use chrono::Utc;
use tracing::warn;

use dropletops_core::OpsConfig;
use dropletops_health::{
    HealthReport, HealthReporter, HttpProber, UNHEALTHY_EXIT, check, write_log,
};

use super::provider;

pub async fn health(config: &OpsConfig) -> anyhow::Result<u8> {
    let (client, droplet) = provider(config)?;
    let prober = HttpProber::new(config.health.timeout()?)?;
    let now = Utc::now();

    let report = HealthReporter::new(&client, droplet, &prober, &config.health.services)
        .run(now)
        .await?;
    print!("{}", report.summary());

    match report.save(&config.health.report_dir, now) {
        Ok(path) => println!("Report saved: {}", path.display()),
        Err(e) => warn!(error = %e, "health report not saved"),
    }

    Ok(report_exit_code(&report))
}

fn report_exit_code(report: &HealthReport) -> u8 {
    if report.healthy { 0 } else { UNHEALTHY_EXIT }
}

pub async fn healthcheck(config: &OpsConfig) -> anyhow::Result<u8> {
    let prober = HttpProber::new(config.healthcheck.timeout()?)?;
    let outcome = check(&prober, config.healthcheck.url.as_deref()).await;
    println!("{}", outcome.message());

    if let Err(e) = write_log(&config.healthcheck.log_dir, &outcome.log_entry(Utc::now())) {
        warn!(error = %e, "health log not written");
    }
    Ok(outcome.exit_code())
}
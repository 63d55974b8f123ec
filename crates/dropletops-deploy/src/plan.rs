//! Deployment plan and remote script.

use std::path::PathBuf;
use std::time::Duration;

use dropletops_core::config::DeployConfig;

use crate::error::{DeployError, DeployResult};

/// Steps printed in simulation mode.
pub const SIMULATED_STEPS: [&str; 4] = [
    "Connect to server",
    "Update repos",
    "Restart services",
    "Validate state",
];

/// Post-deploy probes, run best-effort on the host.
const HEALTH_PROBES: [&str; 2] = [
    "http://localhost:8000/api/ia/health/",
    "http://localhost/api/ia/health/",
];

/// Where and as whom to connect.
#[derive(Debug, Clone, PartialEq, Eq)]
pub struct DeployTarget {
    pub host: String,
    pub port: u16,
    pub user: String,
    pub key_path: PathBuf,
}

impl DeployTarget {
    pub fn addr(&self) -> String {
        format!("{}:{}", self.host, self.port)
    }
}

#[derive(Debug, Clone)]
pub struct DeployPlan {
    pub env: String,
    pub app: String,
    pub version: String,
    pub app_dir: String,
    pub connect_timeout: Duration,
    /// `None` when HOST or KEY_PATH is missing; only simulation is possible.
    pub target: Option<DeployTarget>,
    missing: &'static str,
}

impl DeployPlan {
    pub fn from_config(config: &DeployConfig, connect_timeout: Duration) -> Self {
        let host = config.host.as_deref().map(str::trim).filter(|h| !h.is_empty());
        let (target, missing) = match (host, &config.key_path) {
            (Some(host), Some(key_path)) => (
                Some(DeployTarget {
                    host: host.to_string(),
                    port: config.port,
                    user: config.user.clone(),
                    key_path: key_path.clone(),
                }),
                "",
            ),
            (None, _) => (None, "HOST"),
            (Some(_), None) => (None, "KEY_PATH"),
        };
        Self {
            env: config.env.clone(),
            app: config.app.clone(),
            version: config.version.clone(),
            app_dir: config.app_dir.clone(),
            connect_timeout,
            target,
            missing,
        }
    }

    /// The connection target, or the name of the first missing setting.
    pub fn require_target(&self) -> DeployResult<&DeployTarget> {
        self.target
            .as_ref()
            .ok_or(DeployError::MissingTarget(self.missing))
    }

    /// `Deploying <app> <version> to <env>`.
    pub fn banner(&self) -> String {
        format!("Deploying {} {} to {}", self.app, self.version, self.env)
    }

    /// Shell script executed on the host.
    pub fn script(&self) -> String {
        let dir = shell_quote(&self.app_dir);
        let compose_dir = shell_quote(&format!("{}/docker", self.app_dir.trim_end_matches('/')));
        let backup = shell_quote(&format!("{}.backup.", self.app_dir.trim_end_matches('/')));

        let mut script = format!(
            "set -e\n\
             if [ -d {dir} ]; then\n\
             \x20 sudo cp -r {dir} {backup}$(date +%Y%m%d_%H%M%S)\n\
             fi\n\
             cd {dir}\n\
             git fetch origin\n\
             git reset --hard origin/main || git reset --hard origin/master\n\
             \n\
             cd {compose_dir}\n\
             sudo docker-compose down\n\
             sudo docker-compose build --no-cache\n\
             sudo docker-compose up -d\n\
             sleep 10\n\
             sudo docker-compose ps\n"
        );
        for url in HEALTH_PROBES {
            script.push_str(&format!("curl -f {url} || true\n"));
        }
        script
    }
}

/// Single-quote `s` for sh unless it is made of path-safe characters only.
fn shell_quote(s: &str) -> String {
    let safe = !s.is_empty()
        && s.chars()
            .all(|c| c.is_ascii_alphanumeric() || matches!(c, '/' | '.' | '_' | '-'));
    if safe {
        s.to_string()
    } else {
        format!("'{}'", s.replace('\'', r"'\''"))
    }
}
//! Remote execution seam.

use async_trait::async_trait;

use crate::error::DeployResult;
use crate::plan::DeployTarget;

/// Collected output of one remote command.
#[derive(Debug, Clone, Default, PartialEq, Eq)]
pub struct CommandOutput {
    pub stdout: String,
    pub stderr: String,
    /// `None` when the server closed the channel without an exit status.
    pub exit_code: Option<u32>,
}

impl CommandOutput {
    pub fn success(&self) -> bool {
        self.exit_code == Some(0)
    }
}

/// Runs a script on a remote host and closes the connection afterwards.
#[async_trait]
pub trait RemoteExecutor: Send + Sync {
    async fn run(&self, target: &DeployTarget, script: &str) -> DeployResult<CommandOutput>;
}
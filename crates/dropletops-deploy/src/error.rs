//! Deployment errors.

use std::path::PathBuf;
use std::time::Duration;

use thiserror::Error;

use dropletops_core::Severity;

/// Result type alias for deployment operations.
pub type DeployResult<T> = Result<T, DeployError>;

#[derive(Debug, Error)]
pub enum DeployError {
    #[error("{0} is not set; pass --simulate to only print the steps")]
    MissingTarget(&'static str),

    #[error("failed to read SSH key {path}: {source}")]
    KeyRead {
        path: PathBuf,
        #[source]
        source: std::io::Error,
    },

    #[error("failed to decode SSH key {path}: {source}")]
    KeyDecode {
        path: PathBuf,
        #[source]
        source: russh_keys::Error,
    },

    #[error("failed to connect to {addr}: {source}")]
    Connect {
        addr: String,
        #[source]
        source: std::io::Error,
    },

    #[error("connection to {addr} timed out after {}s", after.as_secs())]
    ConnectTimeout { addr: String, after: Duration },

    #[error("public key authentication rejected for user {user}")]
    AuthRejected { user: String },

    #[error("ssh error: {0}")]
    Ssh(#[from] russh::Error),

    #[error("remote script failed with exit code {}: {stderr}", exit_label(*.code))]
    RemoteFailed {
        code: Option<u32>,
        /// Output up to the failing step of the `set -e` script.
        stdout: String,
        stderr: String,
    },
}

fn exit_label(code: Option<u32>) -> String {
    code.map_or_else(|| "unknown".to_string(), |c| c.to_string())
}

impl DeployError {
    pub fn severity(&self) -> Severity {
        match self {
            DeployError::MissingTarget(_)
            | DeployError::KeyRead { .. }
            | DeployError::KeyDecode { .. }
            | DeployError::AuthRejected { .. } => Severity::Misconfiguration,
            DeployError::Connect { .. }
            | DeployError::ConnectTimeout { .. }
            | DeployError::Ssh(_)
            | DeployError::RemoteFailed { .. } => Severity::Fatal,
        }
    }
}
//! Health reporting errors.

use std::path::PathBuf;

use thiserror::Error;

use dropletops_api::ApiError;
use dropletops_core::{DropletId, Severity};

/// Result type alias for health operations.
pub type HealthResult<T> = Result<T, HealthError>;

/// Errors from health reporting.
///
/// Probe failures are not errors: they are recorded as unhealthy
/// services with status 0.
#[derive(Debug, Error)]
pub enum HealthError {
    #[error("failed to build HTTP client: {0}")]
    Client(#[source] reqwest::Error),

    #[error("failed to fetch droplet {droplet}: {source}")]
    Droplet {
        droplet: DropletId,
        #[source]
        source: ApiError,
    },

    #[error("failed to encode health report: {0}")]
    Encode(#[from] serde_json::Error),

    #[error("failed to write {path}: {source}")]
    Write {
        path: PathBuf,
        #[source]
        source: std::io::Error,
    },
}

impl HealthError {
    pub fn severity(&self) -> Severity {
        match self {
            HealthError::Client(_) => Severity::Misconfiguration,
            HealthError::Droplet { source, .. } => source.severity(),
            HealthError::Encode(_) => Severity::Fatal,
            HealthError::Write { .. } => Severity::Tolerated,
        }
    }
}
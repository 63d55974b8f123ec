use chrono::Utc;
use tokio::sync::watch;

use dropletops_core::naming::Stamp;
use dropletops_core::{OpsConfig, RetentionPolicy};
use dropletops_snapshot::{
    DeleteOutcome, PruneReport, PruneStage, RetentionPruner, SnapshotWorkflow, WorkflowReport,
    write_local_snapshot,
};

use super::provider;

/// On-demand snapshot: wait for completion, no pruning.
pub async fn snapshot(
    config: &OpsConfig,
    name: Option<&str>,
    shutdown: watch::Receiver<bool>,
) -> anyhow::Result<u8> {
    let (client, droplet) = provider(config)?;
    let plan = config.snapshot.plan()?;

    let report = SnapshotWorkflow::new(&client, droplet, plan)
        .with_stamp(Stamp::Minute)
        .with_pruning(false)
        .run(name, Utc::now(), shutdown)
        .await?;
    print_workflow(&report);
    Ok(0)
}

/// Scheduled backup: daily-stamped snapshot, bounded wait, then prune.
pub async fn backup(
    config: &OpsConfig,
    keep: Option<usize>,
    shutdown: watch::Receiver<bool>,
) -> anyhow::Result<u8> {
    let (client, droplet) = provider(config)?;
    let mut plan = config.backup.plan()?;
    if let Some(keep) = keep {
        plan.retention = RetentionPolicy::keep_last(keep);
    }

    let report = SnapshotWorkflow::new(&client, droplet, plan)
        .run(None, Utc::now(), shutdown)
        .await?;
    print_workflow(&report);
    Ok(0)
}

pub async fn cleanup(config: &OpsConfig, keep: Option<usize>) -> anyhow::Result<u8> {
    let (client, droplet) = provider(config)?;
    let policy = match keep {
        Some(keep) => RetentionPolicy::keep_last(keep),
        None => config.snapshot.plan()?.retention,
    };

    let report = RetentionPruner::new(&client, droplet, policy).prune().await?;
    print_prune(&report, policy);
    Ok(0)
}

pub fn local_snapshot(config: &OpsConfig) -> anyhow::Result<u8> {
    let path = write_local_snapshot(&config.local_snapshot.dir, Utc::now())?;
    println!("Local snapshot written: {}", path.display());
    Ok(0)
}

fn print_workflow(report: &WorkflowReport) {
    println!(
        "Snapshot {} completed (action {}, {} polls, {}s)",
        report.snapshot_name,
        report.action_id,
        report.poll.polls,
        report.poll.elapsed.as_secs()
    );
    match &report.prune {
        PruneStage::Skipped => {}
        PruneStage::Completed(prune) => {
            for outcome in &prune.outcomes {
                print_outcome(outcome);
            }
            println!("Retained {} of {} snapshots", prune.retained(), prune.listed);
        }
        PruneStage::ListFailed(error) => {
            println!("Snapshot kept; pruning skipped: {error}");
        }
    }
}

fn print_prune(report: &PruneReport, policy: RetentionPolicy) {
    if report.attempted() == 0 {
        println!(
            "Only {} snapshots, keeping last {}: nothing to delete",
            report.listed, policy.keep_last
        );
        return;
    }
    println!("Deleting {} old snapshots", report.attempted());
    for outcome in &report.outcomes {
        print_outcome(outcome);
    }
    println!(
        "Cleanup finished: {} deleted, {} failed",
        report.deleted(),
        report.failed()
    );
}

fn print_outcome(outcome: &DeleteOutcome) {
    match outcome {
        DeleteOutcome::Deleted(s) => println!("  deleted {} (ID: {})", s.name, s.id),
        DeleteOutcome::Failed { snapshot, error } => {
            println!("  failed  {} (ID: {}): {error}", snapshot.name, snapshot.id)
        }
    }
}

_ _ _ _ _

Work order: Scan the listing above, and wherever a line holds the string "filename", copy that line.

Problem solution:
filename crates/dropletops-deploy/src/plan.rs
filename crates/dropletops-deploy/src/error.rs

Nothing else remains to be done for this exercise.